Essa tarefa destrutiva na Cornualha [ndr: um ducado na Inglaterra] foi confiada a William Body, cuja ação foi vista como uma profanação dos lugares sagrados, o que levou a seu assassinato 05 de abril de 1548. Entendia-se desde o início que o povo da Cornualha não havia aceitado facilmente a “nova” imposição no campo religioso.

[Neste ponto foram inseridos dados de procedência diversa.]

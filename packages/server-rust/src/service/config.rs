use std::time::Duration;

/// Server-level configuration for the operation pipeline and relay.
#[derive(Debug, Clone)]
pub struct ServerConfig {
    /// Unique identifier for this server node, attached to log spans.
    pub node_id: String,
    /// Lifetime of a subscription record from the moment it is written.
    pub subscription_ttl: Duration,
    /// Maximum number of concurrent operations before load shedding.
    pub max_concurrent_operations: u32,
    /// Interval between expired-record sweeps in milliseconds.
    pub sweep_interval_ms: u64,
    /// Per-handler queue capacity inside the event relay.
    pub relay_queue_capacity: usize,
}

impl Default for ServerConfig {
    fn default() -> Self {
        Self {
            node_id: String::new(),
            subscription_ttl: Duration::from_secs(60 * 60),
            max_concurrent_operations: 1000,
            sweep_interval_ms: 60_000,
            relay_queue_capacity: 1024,
        }
    }
}
//! `Topicast` Server: topic subscriptions over WebSocket, an in-process
//! event relay, and notification fanout to every subscribed connection.

pub mod app;
pub mod directory;
pub mod error;
pub mod network;
pub mod service;
pub mod traits;

pub use app::{AppConfig, DirectoryBackend, Topicast, TransformConfig};
pub use error::{DeliveryError, DirectoryError, RelayError, TransformError};
pub use traits::{ConnectionDirectory, PushGateway, SchemaProvider, Transformer};

#[cfg(test)]
mod tests {
    #[test]
    fn crate_loads() {
        // Empty body: if this test runs, the crate compiles and loads.
    }
}
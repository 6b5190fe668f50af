//! HTTP layers wrapped around every route: `/graphql`, `/ws` and the probes.
//!
//! Outermost first: request id, request span, body limit, CORS, timeout,
//! request id echo. Load shedding and per-operation metrics belong to the
//! operation pipeline, which also serves the persistent channel.

use axum::body::Body;
use axum::http::header::HeaderName;
use axum::http::{HeaderValue, Method, Request, StatusCode};
use tower::layer::util::{Identity, Stack};
use tower::ServiceBuilder;
use tower_http::classify::{ServerErrorsAsFailures, SharedClassifier};
use tower_http::cors::{AllowOrigin, Any, CorsLayer};
use tower_http::limit::RequestBodyLimitLayer;
use tower_http::request_id::{MakeRequestUuid, PropagateRequestIdLayer, SetRequestIdLayer};
use tower_http::timeout::TimeoutLayer;
use tower_http::trace::TraceLayer;
use tracing::{info_span, warn, Span};

use super::config::NetworkConfig;

pub const REQUEST_ID_HEADER: HeaderName = HeaderName::from_static("x-request-id");

type RequestSpan = fn(&Request<Body>) -> Span;

type HttpLayers = Stack<
    PropagateRequestIdLayer,
    Stack<
        TimeoutLayer,
        Stack<
            CorsLayer,
            Stack<
                RequestBodyLimitLayer,
                Stack<
                    TraceLayer<SharedClassifier<ServerErrorsAsFailures>, RequestSpan>,
                    Stack<SetRequestIdLayer<MakeRequestUuid>, Identity>,
                >,
            >,
        >,
    >,
>;

/// Builds the layer stack from the network configuration.
#[must_use]
pub fn build_http_layers(config: &NetworkConfig) -> HttpLayers {
    ServiceBuilder::new()
        .layer(SetRequestIdLayer::new(REQUEST_ID_HEADER, MakeRequestUuid))
        .layer(TraceLayer::new_for_http().make_span_with(request_span as RequestSpan))
        .layer(RequestBodyLimitLayer::new(config.max_body_bytes))
        .layer(cors_layer(&config.cors_origins))
        .layer(TimeoutLayer::with_status_code(
            StatusCode::REQUEST_TIMEOUT,
            config.request_timeout,
        ))
        .layer(PropagateRequestIdLayer::new(REQUEST_ID_HEADER))
        .into_inner()
}

/// One span per HTTP request, tagged with the id assigned by the outer layer.
fn request_span(request: &Request<Body>) -> Span {
    let request_id = request
        .headers()
        .get(&REQUEST_ID_HEADER)
        .and_then(|value| value.to_str().ok())
        .unwrap_or("-");
    info_span!(
        "http",
        method = %request.method(),
        path = %request.uri().path(),
        request_id = %request_id,
    )
}

/// `"*"` anywhere in the list allows every origin; unparsable entries are
/// skipped with a warning.
fn cors_layer(origins: &[String]) -> CorsLayer {
    let allow_origin = if origins.iter().any(|o| o == "*") {
        AllowOrigin::any()
    } else {
        let parsed: Vec<HeaderValue> = origins
            .iter()
            .filter_map(|origin| match HeaderValue::from_str(origin) {
                Ok(value) => Some(value),
                Err(_) => {
                    warn!(%origin, "ignoring invalid CORS origin");
                    None
                }
            })
            .collect();
        AllowOrigin::list(parsed)
    };

    CorsLayer::new()
        .allow_origin(allow_origin)
        .allow_methods([Method::GET, Method::POST])
        .allow_headers(Any)
}

#[cfg(test)]
mod tests {
    use axum::http::header::{ACCESS_CONTROL_ALLOW_ORIGIN, CONTENT_LENGTH, ORIGIN};
    use axum::routing::post;
    use axum::Router;
    use tower::ServiceExt;

    use super::*;

    fn echo_router(config: &NetworkConfig) -> Router {
        Router::new()
            .route("/echo", post(|body: String| async move { body }))
            .layer(build_http_layers(config))
    }

    fn post_echo(body: &str) -> axum::http::request::Builder {
        Request::post("/echo").header(CONTENT_LENGTH, body.len())
    }

    #[tokio::test]
    async fn every_response_carries_a_request_id() {
        let resp = echo_router(&NetworkConfig::default())
            .oneshot(post_echo("hi").body(Body::from("hi")).unwrap())
            .await
            .unwrap();

        assert_eq!(resp.status(), StatusCode::OK);
        let id = resp.headers().get(&REQUEST_ID_HEADER).unwrap().to_str().unwrap();
        assert_eq!(id.len(), 36);
    }

    #[tokio::test]
    async fn caller_request_id_is_kept() {
        let resp = echo_router(&NetworkConfig::default())
            .oneshot(
                post_echo("hi")
                    .header(REQUEST_ID_HEADER, "req-42")
                    .body(Body::from("hi"))
                    .unwrap(),
            )
            .await
            .unwrap();

        assert_eq!(resp.headers().get(&REQUEST_ID_HEADER).unwrap(), "req-42");
    }

    #[tokio::test]
    async fn oversized_body_is_rejected() {
        let config = NetworkConfig {
            max_body_bytes: 8,
            ..NetworkConfig::default()
        };
        let body = "x".repeat(64);
        let resp = echo_router(&config)
            .oneshot(post_echo(&body).body(Body::from(body.clone())).unwrap())
            .await
            .unwrap();

        assert_eq!(resp.status(), StatusCode::PAYLOAD_TOO_LARGE);
    }

    #[tokio::test]
    async fn only_listed_origins_are_allowed() {
        let config = NetworkConfig {
            cors_origins: vec!["https://chat.example.com".to_string(), "bad\norigin".to_string()],
            ..NetworkConfig::default()
        };

        let allowed = echo_router(&config)
            .oneshot(
                post_echo("hi")
                    .header(ORIGIN, "https://chat.example.com")
                    .body(Body::from("hi"))
                    .unwrap(),
            )
            .await
            .unwrap();
        assert_eq!(
            allowed.headers().get(ACCESS_CONTROL_ALLOW_ORIGIN).unwrap(),
            "https://chat.example.com"
        );

        let denied = echo_router(&config)
            .oneshot(
                post_echo("hi")
                    .header(ORIGIN, "https://elsewhere.example.com")
                    .body(Body::from("hi"))
                    .unwrap(),
            )
            .await
            .unwrap();
        assert!(denied.headers().get(ACCESS_CONTROL_ALLOW_ORIGIN).is_none());
    }
}
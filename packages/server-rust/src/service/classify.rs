//! Operation classification: turns a submitted body into a typed `Operation`.

use std::sync::atomic::{AtomicU64, Ordering};
use std::sync::Arc;

use topicast_core::{ErrorCode, GraphQlError, OperationKind, OperationRequest, Transport};
use tracing::debug;

use super::operation::{ClassifyError, Operation};
use crate::traits::SchemaProvider;

// ---------------------------------------------------------------------------
// OperationClassifier
// ---------------------------------------------------------------------------

/// Classifies submitted operations into `Read`, `Write` or `Subscribe`.
///
/// A single parse and validate pass runs per call. Only the first definition
/// of the document is considered.
pub struct OperationClassifier {
    schema: Arc<dyn SchemaProvider>,
    call_id_counter: AtomicU64,
}

impl OperationClassifier {
    #[must_use]
    pub fn new(schema: Arc<dyn SchemaProvider>) -> Self {
        Self {
            schema,
            call_id_counter: AtomicU64::new(1),
        }
    }

    fn next_call_id(&self) -> u64 {
        self.call_id_counter.fetch_add(1, Ordering::Relaxed)
    }

    /// Classify a raw request body (`{"query": ..., "variables": ...}`).
    ///
    /// # Errors
    ///
    /// A body that is not a valid request object is reported as
    /// `ClassifyError::Syntax`; otherwise see [`Self::classify_request`].
    pub fn classify(&self, body: &str, transport: Transport) -> Result<Operation, ClassifyError> {
        let request = OperationRequest::from_json(body).map_err(|err| {
            ClassifyError::Syntax(GraphQlError::new(
                ErrorCode::ParseFailed,
                format!("Request body is not a valid operation: {err}"),
            ))
        })?;
        self.classify_request(request, transport)
    }

    /// Classify an already decoded request.
    ///
    /// # Errors
    ///
    /// - `ClassifyError::Syntax` when the document does not parse (no
    ///   semantic check runs)
    /// - `ClassifyError::Semantic` with the validator's errors, verbatim
    /// - `ClassifyError::TransportIncompatible` for a subscription over a
    ///   one-shot transport
    pub fn classify_request(
        &self,
        request: OperationRequest,
        transport: Transport,
    ) -> Result<Operation, ClassifyError> {
        let document = self.schema.parse(&request.query).map_err(ClassifyError::Syntax)?;

        let errors = self.schema.validate(&document);
        if !errors.is_empty() {
            debug!(count = errors.len(), "operation failed validation");
            return Err(ClassifyError::Semantic(errors));
        }

        let kind = match document.first_operation() {
            Some(op) => op.operation_type.kind(),
            None => {
                return Err(ClassifyError::Semantic(vec![GraphQlError::new(
                    ErrorCode::ValidationFailed,
                    "Document must begin with an operation definition.",
                )]))
            }
        };

        if kind == OperationKind::Subscribe && !transport.is_persistent() {
            return Err(ClassifyError::TransportIncompatible);
        }

        Ok(Operation {
            call_id: self.next_call_id(),
            kind,
            document,
            request,
            transport,
        })
    }
}

// ---------------------------------------------------------------------------
// Tests
// ---------------------------------------------------------------------------
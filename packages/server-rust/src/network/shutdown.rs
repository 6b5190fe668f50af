//! Health state and graceful drain for both client channels.
//!
//! The health state sits in an `ArcSwap` so probes never contend with
//! sessions. Operations hold an [`InFlightGuard`]; the last guard to drop
//! wakes anyone waiting for the drain.

use std::sync::atomic::{AtomicUsize, Ordering};
use std::sync::Arc;
use std::time::Duration;

use arc_swap::ArcSwap;
use tokio::sync::{watch, Notify};
use tracing::{debug, info};

/// Starting -> Ready -> Draining -> Stopped
#[derive(Debug, Clone, Copy, PartialEq, Eq)]
pub enum HealthState {
    Starting,
    Ready,
    /// New operations and connections are refused; open ones are closing.
    Draining,
    Stopped,
}

impl HealthState {
    #[must_use]
    pub fn as_str(self) -> &'static str {
        match self {
            Self::Starting => "starting",
            Self::Ready => "ready",
            Self::Draining => "draining",
            Self::Stopped => "stopped",
        }
    }
}

#[derive(Debug, Default)]
struct InFlight {
    count: AtomicUsize,
    idle: Notify,
}

/// Handlers check [`ShutdownController::is_accepting`] before admitting
/// work; sessions watch [`ShutdownController::shutdown_receiver`] to close.
#[derive(Debug)]
pub struct ShutdownController {
    state: ArcSwap<HealthState>,
    signal: watch::Sender<bool>,
    in_flight: Arc<InFlight>,
}

impl ShutdownController {
    #[must_use]
    pub fn new() -> Self {
        Self {
            state: ArcSwap::from_pointee(HealthState::Starting),
            signal: watch::Sender::new(false),
            in_flight: Arc::default(),
        }
    }

    pub fn set_ready(&self) {
        self.state.store(Arc::new(HealthState::Ready));
    }

    #[must_use]
    pub fn health_state(&self) -> HealthState {
        **self.state.load()
    }

    #[must_use]
    pub fn is_accepting(&self) -> bool {
        self.health_state() == HealthState::Ready
    }

    /// Flips to `true` once when draining begins.
    #[must_use]
    pub fn shutdown_receiver(&self) -> watch::Receiver<bool> {
        self.signal.subscribe()
    }

    /// Enters `Draining` and wakes every session.
    pub fn trigger_shutdown(&self) {
        self.state.store(Arc::new(HealthState::Draining));
        self.signal.send_replace(true);
        info!(in_flight = self.in_flight_count(), "draining");
    }

    #[must_use]
    pub fn in_flight_guard(&self) -> InFlightGuard {
        self.in_flight.count.fetch_add(1, Ordering::AcqRel);
        InFlightGuard {
            in_flight: Arc::clone(&self.in_flight),
        }
    }

    #[must_use]
    pub fn in_flight_count(&self) -> usize {
        self.in_flight.count.load(Ordering::Acquire)
    }

    /// Waits until no operation is in flight, then reports `Stopped`.
    ///
    /// Returns `false`, still `Draining`, if `timeout` passes first.
    pub async fn wait_for_drain(&self, timeout: Duration) -> bool {
        let deadline = tokio::time::Instant::now() + timeout;
        loop {
            let idle = self.in_flight.idle.notified();
            let remaining = self.in_flight_count();
            if remaining == 0 {
                self.state.store(Arc::new(HealthState::Stopped));
                info!("drained");
                return true;
            }
            debug!(remaining, "waiting for in-flight operations");
            if tokio::time::timeout_at(deadline, idle).await.is_err() {
                return false;
            }
        }
    }
}

impl Default for ShutdownController {
    fn default() -> Self {
        Self::new()
    }
}

/// Counts one operation until dropped.
#[derive(Debug)]
pub struct InFlightGuard {
    in_flight: Arc<InFlight>,
}

impl Drop for InFlightGuard {
    fn drop(&mut self) {
        if self.in_flight.count.fetch_sub(1, Ordering::AcqRel) == 1 {
            self.in_flight.idle.notify_waiters();
        }
    }
}
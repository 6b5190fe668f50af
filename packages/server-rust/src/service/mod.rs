//! Operation pipeline, subscription lifecycle and event relay.
//!
//! 1. **Classification** (`classify`): request body -> `Result<Operation, ClassifyError>`
//! 2. **Middleware** (`middleware`): Tower layers (metrics, load-shedding)
//! 3. **Routing** (`router`): dispatch by `OperationKind`
//! 4. **Handlers**: `executor` (read/write), `subscription` (subscribe/teardown)
//! 5. **Relay** (`relay`): request and response envelopes between `dispatcher`,
//!    `transform` workers and `fanout`
//! 6. **Background workers** (`worker`): expired-record sweep

pub mod classify;
pub mod config;
pub mod dispatcher;
pub mod executor;
pub mod fanout;
pub mod ingress;
pub mod middleware;
pub mod operation;
pub mod relay;
pub mod router;
pub mod subscription;
pub mod transform;
pub mod worker;

pub use classify::OperationClassifier;
pub use config::ServerConfig;
pub use dispatcher::WorkDispatcher;
pub use executor::OperationExecutor;
pub use fanout::{FanoutResult, NotificationFanout};
pub use ingress::OperationIngress;
pub use operation::{ClassifyError, Operation, OperationError, OperationResponse};
pub use relay::{EnvelopeHandler, EventRelay, EventRelayBuilder, Publisher};
pub use router::OperationRouter;
pub use subscription::{SubscriptionManager, TeardownReport};
pub use transform::{HttpTransformer, PassthroughTransformer, TransformWorker};
pub use worker::{BackgroundRunnable, BackgroundWorker, DirectorySweeper, SweepTask};
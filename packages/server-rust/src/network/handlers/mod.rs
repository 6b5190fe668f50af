//! Axum handlers for `/graphql`, `/ws` and `/health`.

pub mod graphql;
pub mod health;
pub mod websocket;

pub use graphql::graphql_handler;
pub use health::{health_handler, liveness_handler, readiness_handler};
pub use websocket::ws_upgrade_handler;

use std::sync::Arc;
use std::time::Instant;

use super::{ConnectionRegistry, NetworkConfig, ShutdownController};
use crate::service::{OperationIngress, SubscriptionManager};

/// Handler state; cloned per request, so every field is a handle.
#[derive(Clone)]
pub struct AppState {
    /// Open persistent connections.
    pub registry: Arc<ConnectionRegistry>,
    pub shutdown: Arc<ShutdownController>,
    pub config: Arc<NetworkConfig>,
    /// Entry point both channels submit operations to.
    pub ingress: OperationIngress,
    /// Used for explicit unsubscribe and disconnect teardown.
    pub subscriptions: SubscriptionManager,
    pub start_time: Instant,
}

O Livro de Oração Comum (Book of Common Prayer), que refletia a teologia protestante, embora mantendo algum vestígio do rito católico, deveria traduzir para o idioma inglês os quatro antigos textos litúrgicos latinos, ou seja, missal, breviário, ritual e do pontifical. Essa mudança foi vista com desconfiança e muita oposição, especialmente naqueles lugares felizmente conhecidos por sua lealdade para com a Igreja Católica Romana, como nos condados da Cornualha e Devonshire. Foi esse ataque à Igreja, e particularmente à Santa Missa, que levou a uma resistência armada conhecida na Inglaterra como a “insurreição ocidental” (the wester rising). É interessante notar que para os agricultores e trabalhadores que encorajaram tal resistência, muitos dos quais eram simples analfabetos, o repúdio ao Papa não era muito preocupante. Eles estavam lutando, antes de tudo, pela sua missa.

Em 09 de junho de 1549, Domingo de Pentecostes, a nova Missa ou Liturgia de comunhão protestante entrou em vigor com punição severa para aqueles que se recusassem a se adequar às novas normas. Em um lugar remoto de Devonshire, chamado Samford Courtney, um sacerdote que contava com mais de setenta anos, em obediência às ordens do rei, celebrou a missa de acordo com o novo rito. Os paroquianos que estavam presentes, quando pela primeira vez se viram privados de sua eterna Missa, decidiram rejeitar a nova liturgia. No dia seguinte, eles foram até o pároco e o obrigaram a utilizar o antigo Missal e a celebrar a missa haviam participado por toda a vida, não querendo que ela jamais fosse alterada. O bom padre cedeu aos pedidos de seu rebanho e celebrou a Missa de sempre. Os fiéis católicos, de fato, sustentavam que a nova liturgia em inglês não era mais do que “uma comemoração natalícia” e não tinham nenhuma intenção de aceitá-la. Na cerimônia sucessiva vieram alguns juízes para impor as mudanças litúrgicas, mas durante a celebração houve uma briga que levou à morte de um dos defensores das inovações (William Hellyons), que foi perfurado com uma foice nos degraus da igreja.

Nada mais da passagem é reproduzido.